#[cfg(test)]
mod tests {
    use super::*;
    use axum::body::Body;
    use axum::http::{Method, Request};
    use core_types::Metrics;
    use storage::{FixedClock, MemoryKvStore};
    use tower::ServiceExt;

    fn today() -> NaiveDate {
        NaiveDate::from_ymd_opt(2024, 3, 14).unwrap()
    }

    fn seeded_report(date: NaiveDate) -> DailyReport {
        let stamp = date.and_hms_opt(18, 0, 0).unwrap().and_utc();
        DailyReport {
            date,
            apac_comments: ApacComments::from_totals(Metrics::new(10.0, 20.0, 30.0), date),
            sector_recaps: vec![SectorRecap::new(Sector::Sovs, date, Metrics::new(10.0, 20.0, 30.0))],
            created_at: stamp,
            last_modified: stamp,
        }
    }

    fn app() -> (Router, Arc<Mutex<ReportStore>>) {
        let seed = vec![seeded_report(NaiveDate::from_ymd_opt(2024, 3, 13).unwrap())];
        let store = Arc::new(Mutex::new(ReportStore::new(
            Arc::new(MemoryKvStore::new()),
            Arc::new(FixedClock::on(today())),
            seed,
        )));
        (create_router(AppState::new(store.clone())), store)
    }

    fn get(uri: &str) -> Request<Body> {
        Request::builder().uri(uri).body(Body::empty()).unwrap()
    }

    fn json(method: Method, uri: &str, body: serde_json::Value) -> Request<Body> {
        Request::builder()
            .method(method)
            .uri(uri)
            .header(header::CONTENT_TYPE, "application/json")
            .body(Body::from(body.to_string()))
            .unwrap()
    }

    async fn body_json(response: axum::response::Response) -> serde_json::Value {
        let body = axum::body::to_bytes(response.into_body(), usize::MAX)
            .await
            .unwrap();
        serde_json::from_slice(&body).unwrap()
    }

    fn recap_body(sector: &str, date: &str) -> serde_json::Value {
        serde_json::json!({
            "sector": sector,
            "date": date,
            "marketMovesAndFlows": "Spreads tighter",
            "marketCommentary": "Real money buying",
            "metrics": { "pnl": 1500.0, "risk": 50000.0, "volumes": 2500000.0 }
        })
    }

    #[tokio::test]
    async fn health_check_returns_ok() {
        let (app, _) = app();
        let response = app.oneshot(get("/health")).await.unwrap();
        assert_eq!(response.status(), StatusCode::OK);
    }

    #[tokio::test]
    async fn todays_report_is_404_until_a_recap_is_saved() {
        let (app, _) = app();
        let response = app.clone().oneshot(get("/api/reports/today")).await.unwrap();
        assert_eq!(response.status(), StatusCode::NOT_FOUND);

        let response = app
            .clone()
            .oneshot(json(Method::PUT, "/api/recaps", recap_body("Japan IG", "2024-03-14")))
            .await
            .unwrap();
        assert_eq!(response.status(), StatusCode::OK);

        let response = app.oneshot(get("/api/reports/today")).await.unwrap();
        assert_eq!(response.status(), StatusCode::OK);
        let report = body_json(response).await;
        assert_eq!(report["date"], "2024-03-14");
        assert_eq!(report["apacComments"]["pnl"], 1500.0);
        assert_eq!(report["sectorRecaps"][0]["sector"], "Japan IG");
    }

    #[tokio::test]
    async fn blank_required_fields_are_rejected() {
        let (app, store) = app();
        let mut body = recap_body("Sovs", "2024-03-14");
        body["marketMovesAndFlows"] = serde_json::json!("   ");
        let response = app
            .clone()
            .oneshot(json(Method::PUT, "/api/recaps", body))
            .await
            .unwrap();
        assert_eq!(response.status(), StatusCode::UNPROCESSABLE_ENTITY);
        let error = body_json(response).await;
        assert_eq!(error["code"], 422);
        assert!(store.lock().unwrap().all_sector_recaps(today()).is_empty());

        let apac = serde_json::json!({
            "pnl": 0.0, "risk": 0.0, "volumes": 0.0,
            "marketCommentary": "", "date": "2024-03-14"
        });
        let response = app.oneshot(json(Method::PUT, "/api/apac", apac)).await.unwrap();
        assert_eq!(response.status(), StatusCode::UNPROCESSABLE_ENTITY);
    }

    #[tokio::test]
    async fn recap_lookup_accepts_loose_sector_names() {
        let (app, _) = app();
        app.clone()
            .oneshot(json(Method::PUT, "/api/recaps", recap_body("SEA IG", "2024-03-11")))
            .await
            .unwrap();

        let response = app.clone().oneshot(get("/api/recaps/sea-ig/2024-03-11")).await.unwrap();
        assert_eq!(response.status(), StatusCode::OK);
        assert_eq!(body_json(response).await["sector"], "SEA IG");

        let response = app.clone().oneshot(get("/api/recaps/Nowhere/2024-03-11")).await.unwrap();
        assert_eq!(response.status(), StatusCode::BAD_REQUEST);

        let response = app.oneshot(get("/api/recaps/Sovs/2024-03-11")).await.unwrap();
        assert_eq!(response.status(), StatusCode::NOT_FOUND);
    }

    #[tokio::test]
    async fn report_by_date_and_bad_dates() {
        let (app, _) = app();
        let response = app.clone().oneshot(get("/api/reports/2024-03-13")).await.unwrap();
        assert_eq!(response.status(), StatusCode::OK);

        let response = app.clone().oneshot(get("/api/reports/2024-01-01")).await.unwrap();
        assert_eq!(response.status(), StatusCode::NOT_FOUND);

        let response = app.oneshot(get("/api/reports/14-03-2024")).await.unwrap();
        assert_eq!(response.status(), StatusCode::BAD_REQUEST);
    }

    #[tokio::test]
    async fn summary_reports_progress() {
        let (app, _) = app();
        app.clone()
            .oneshot(json(Method::PUT, "/api/recaps", recap_body("India IG", "2024-03-14")))
            .await
            .unwrap();
        let response = app.oneshot(get("/api/reports/2024-03-14/summary")).await.unwrap();
        let summary = body_json(response).await;
        assert_eq!(summary["totalSectors"], 6);
        assert_eq!(summary["completedSectors"], 1);
        assert_eq!(summary["isComplete"], false);
        assert_eq!(summary["totals"]["pnl"], 1500.0);
    }

    #[tokio::test]
    async fn history_is_filtered_and_flattened() {
        let (app, _) = app();
        app.clone()
            .oneshot(json(Method::PUT, "/api/recaps", recap_body("Japan IG", "2024-03-14")))
            .await
            .unwrap();

        let response = app.clone().oneshot(get("/api/history")).await.unwrap();
        let all = body_json(response).await;
        assert_eq!(all["totalItems"], 4);
        assert_eq!(all["items"][0]["id"], "2024-03-14-apac");

        let response = app
            .oneshot(get("/api/history?dateFrom=2024-03-13&dateTo=2024-03-13&sector=Sovs"))
            .await
            .unwrap();
        let filtered = body_json(response).await;
        assert_eq!(filtered["totalItems"], 2);
        assert_eq!(filtered["items"][1]["sector"], "Sovs");
    }

    #[tokio::test]
    async fn memo_is_served_as_text() {
        let (app, _) = app();
        let response = app.oneshot(get("/api/reports/2024-03-13/memo")).await.unwrap();
        assert_eq!(response.status(), StatusCode::OK);
        assert_eq!(
            response.headers()[header::CONTENT_DISPOSITION],
            "attachment; filename=\"Market_Memo_2024_03_13.txt\""
        );
        let body = axum::body::to_bytes(response.into_body(), usize::MAX)
            .await
            .unwrap();
        assert!(String::from_utf8(body.to_vec()).unwrap().starts_with("APAC Market Memo\n"));
    }

    fn post(uri: &str) -> Request<Body> {
        Request::builder().method(Method::POST).uri(uri).body(Body::empty()).unwrap()
    }

    #[tokio::test]
    async fn saving_to_history_and_clearing_drafts() {
        let (app, store) = app();
        app.clone()
            .oneshot(json(Method::PUT, "/api/recaps", recap_body("China IG", "2024-03-12")))
            .await
            .unwrap();

        // 2024-03-12 has a draft but no report in seed or history yet.
        let response = app.clone().oneshot(post("/api/reports/2024-03-12/history")).await.unwrap();
        assert_eq!(response.status(), StatusCode::NOT_FOUND);

        // Seed data already covers 2024-03-13.
        let response = app.clone().oneshot(post("/api/reports/2024-03-13/history")).await.unwrap();
        assert_eq!(response.status(), StatusCode::CONFLICT);
        assert!(store.lock().unwrap().saved_history().is_empty());

        app.clone()
            .oneshot(json(Method::PUT, "/api/recaps", recap_body("Japan IG", "2024-03-14")))
            .await
            .unwrap();
        let response = app.clone().oneshot(post("/api/reports/2024-03-14/history")).await.unwrap();
        assert_eq!(response.status(), StatusCode::CREATED);
        assert_eq!(body_json(response).await["date"], "2024-03-14");
        assert_eq!(store.lock().unwrap().saved_history().len(), 1);

        let response = app
            .oneshot(Request::builder().method(Method::DELETE).uri("/api/drafts").body(Body::empty()).unwrap())
            .await
            .unwrap();
        assert_eq!(response.status(), StatusCode::NO_CONTENT);
        let store = store.lock().unwrap();
        assert!(store.sector_recap(Sector::ChinaIg, NaiveDate::from_ymd_opt(2024, 3, 12).unwrap()).is_none());
        assert!(store.sector_recap(Sector::JapanIg, today()).is_some());
        assert_eq!(store.saved_history().len(), 1);
    }
}
// In crates/export/src/lib.rs

//! Turns a finished `DailyReport` into something that leaves the process:
//! a plain-text memo on disk, or a (simulated) e-mail.

use chrono::{DateTime, Utc};
use core_types::format::{format_currency, format_date};
use core_types::{ApacComments, DailyReport, SectorRecap};
use serde::Serialize;
use std::fmt;
use std::path::{Path, PathBuf};
use std::time::Duration;

pub mod error;

pub use error::{Error, Result};

pub const MEMO_TITLE: &str = "APAC Market Memo";
pub const DESK_ADDRESS: &str = "trading-desk@company.com";

/// `Market_Memo_2024_03_14.<ext>`.
pub fn memo_filename(report: &DailyReport, extension: &str) -> String {
    format!("Market_Memo_{}.{extension}", report.date.format("%Y_%m_%d"))
}

/// The consolidated memo for one report. Its `Display` output is the
/// plain-text memo. Sectors appear in canonical order regardless of how the
/// report stores them.
pub struct Memo<'a>(pub &'a DailyReport);

impl fmt::Display for Memo<'_> {
    fn fmt(&self, f: &mut fmt::Formatter<'_>) -> fmt::Result {
        let report = self.0;
        writeln!(f, "{MEMO_TITLE}")?;
        writeln!(f, "{}", format_date(report.date))?;
        writeln!(f)?;

        write_apac(f, &report.apac_comments)?;
        for recap in report.sorted_recaps() {
            write_recap(f, recap)?;
        }

        writeln!(
            f,
            "Last modified: {}",
            report.last_modified.format("%Y-%m-%d %H:%M UTC")
        )
    }
}

/// Renders the memo as plain text.
pub fn render_memo(report: &DailyReport) -> String {
    Memo(report).to_string()
}

fn write_apac(f: &mut fmt::Formatter<'_>, apac: &ApacComments) -> fmt::Result {
    writeln!(f, "APAC Overall Comments")?;
    writeln!(f, "P&L: {}", format_currency(apac.pnl))?;
    writeln!(f, "Risk: {}", format_currency(apac.risk))?;
    writeln!(f, "Volumes: {}", format_currency(apac.volumes))?;
    let commentary = apac.commentary();
    if !commentary.is_empty() {
        writeln!(f, "{commentary}")?;
    }
    writeln!(f)
}

fn write_recap(f: &mut fmt::Formatter<'_>, recap: &SectorRecap) -> fmt::Result {
    writeln!(f, "{}", recap.sector)?;
    writeln!(f, "Market Moves and Flows:")?;
    writeln!(f, "{}", or_fallback(&recap.market_moves_and_flows, "No market moves reported."))?;
    writeln!(
        f,
        "P&L: {} | Risk: {} | Volumes: {}",
        format_currency(recap.metrics.pnl),
        format_currency(recap.metrics.risk),
        format_currency(recap.metrics.volumes)
    )?;
    writeln!(f, "Market Commentary:")?;
    writeln!(f, "{}", or_fallback(&recap.market_commentary, "No market commentary provided."))?;
    if let Some(trader) = &recap.submitted_by {
        writeln!(f, "Submitted by {trader}")?;
    }
    writeln!(f)
}

fn or_fallback<'a>(text: &'a str, fallback: &'a str) -> &'a str {
    if text.trim().is_empty() { fallback } else { text }
}

/// Writes the memo into `dir` and returns the file's path.
pub fn export_memo(report: &DailyReport, dir: impl AsRef<Path>) -> Result<PathBuf> {
    let dir = dir.as_ref();
    std::fs::create_dir_all(dir)?;
    let path = dir.join(memo_filename(report, "txt"));
    std::fs::write(&path, render_memo(report))?;
    tracing::info!(path = %path.display(), date = %report.date, "Memo exported.");
    Ok(path)
}

/// What a (simulated) send produced.
#[derive(Debug, Clone, PartialEq, Serialize)]
#[serde(rename_all = "camelCase")]
pub struct EmailReceipt {
    pub to: String,
    pub subject: String,
    pub attachments: Vec<String>,
    pub sent_at: DateTime<Utc>,
}

/// Pretends to e-mail the memo to the desk after a network-like delay.
pub async fn simulate_email_send(report: &DailyReport, delay: Duration) -> EmailReceipt {
    tokio::time::sleep(delay).await;
    let receipt = EmailReceipt {
        to: DESK_ADDRESS.to_string(),
        subject: format!("{MEMO_TITLE} - {}", format_date(report.date)),
        attachments: vec![memo_filename(report, "pdf")],
        sent_at: Utc::now(),
    };
    tracing::info!(to = %receipt.to, subject = %receipt.subject, "Email sent.");
    receipt
}

#[cfg(test)]
mod tests {
    use super::*;
    use chrono::NaiveDate;
    use core_types::{Metrics, Sector};

    fn report() -> DailyReport {
        let date = NaiveDate::from_ymd_opt(2024, 3, 5).unwrap();
        let mut sovs = SectorRecap::new(Sector::Sovs, date, Metrics::new(-1_500.0, 3_000.0, 35e6));
        sovs.market_commentary = "Two-way flows".into();
        let mut japan = SectorRecap::new(Sector::JapanIg, date, Metrics::new(200_000.0, 0.0, 0.0));
        japan.market_moves_and_flows = "Constructive".into();
        japan.submitted_by = Some("Trader B".into());
        let mut apac = ApacComments::from_totals(Metrics::new(198_500.0, 3_000.0, 35e6), date);
        apac.market_commentary = Some("IG unch to 2bps tighter".into());
        let stamp = date.and_hms_opt(17, 45, 0).unwrap().and_utc();
        DailyReport {
            date,
            apac_comments: apac,
            sector_recaps: vec![sovs, japan],
            created_at: stamp,
            last_modified: stamp,
        }
    }

    #[test]
    fn filename_uses_underscored_date() {
        assert_eq!(memo_filename(&report(), "pdf"), "Market_Memo_2024_03_05.pdf");
    }

    #[test]
    fn memo_lists_apac_then_sectors_in_canonical_order() {
        let memo = render_memo(&report());
        assert!(memo.starts_with("APAC Market Memo\nMar 5, 2024\n"));
        assert!(memo.contains("P&L: +199k\nRisk: +3k\nVolumes: +35.0M\nIG unch to 2bps tighter\n"));
        let japan = memo.find("Japan IG").unwrap();
        let sovs = memo.find("Sovs").unwrap();
        assert!(memo.find("APAC Overall Comments").unwrap() < japan);
        assert!(japan < sovs);
        assert!(memo.contains("Submitted by Trader B"));
        assert!(memo.contains("P&L: -2k | Risk: +3k | Volumes: +35.0M"));
        assert!(memo.ends_with("Last modified: 2024-03-05 17:45 UTC\n"));
    }

    #[test]
    fn memo_display_matches_rendered_text() {
        let report = report();
        assert_eq!(format!("{}", Memo(&report)), render_memo(&report));
    }

    #[test]
    fn memo_fills_blank_sections_with_fallbacks() {
        let memo = render_memo(&report());
        assert!(memo.contains("No market moves reported."));
        assert!(memo.contains("No market commentary provided."));
    }

    #[test]
    fn export_writes_the_memo_to_disk() {
        let dir = tempfile::tempdir().unwrap();
        let path = export_memo(&report(), dir.path().join("out")).unwrap();
        assert_eq!(path.file_name().unwrap(), "Market_Memo_2024_03_05.txt");
        assert_eq!(std::fs::read_to_string(path).unwrap(), render_memo(&report()));
    }

    #[tokio::test(start_paused = true)]
    async fn simulated_email_addresses_the_desk() {
        let receipt = simulate_email_send(&report(), Duration::from_millis(1500)).await;
        assert_eq!(receipt.to, DESK_ADDRESS);
        assert_eq!(receipt.subject, "APAC Market Memo - Mar 5, 2024");
        assert_eq!(receipt.attachments, vec!["Market_Memo_2024_03_05.pdf".to_string()]);
    }
}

◆ ◆ ◆ ◆

● AIM OF THE TASK: Wherever the word "NaiveDate" appears in the listing, copy the line that holds it.

● WRITTEN ANSWER:
    fn today() -> NaiveDate {
        NaiveDate::from_ymd_opt(2024, 3, 14).unwrap()
    fn seeded_report(date: NaiveDate) -> DailyReport {
        let seed = vec![seeded_report(NaiveDate::from_ymd_opt(2024, 3, 13).unwrap())];
        assert!(store.sector_recap(Sector::ChinaIg, NaiveDate::from_ymd_opt(2024, 3, 12).unwrap()).is_none());
    use chrono::NaiveDate;
        let date = NaiveDate::from_ymd_opt(2024, 3, 5).unwrap();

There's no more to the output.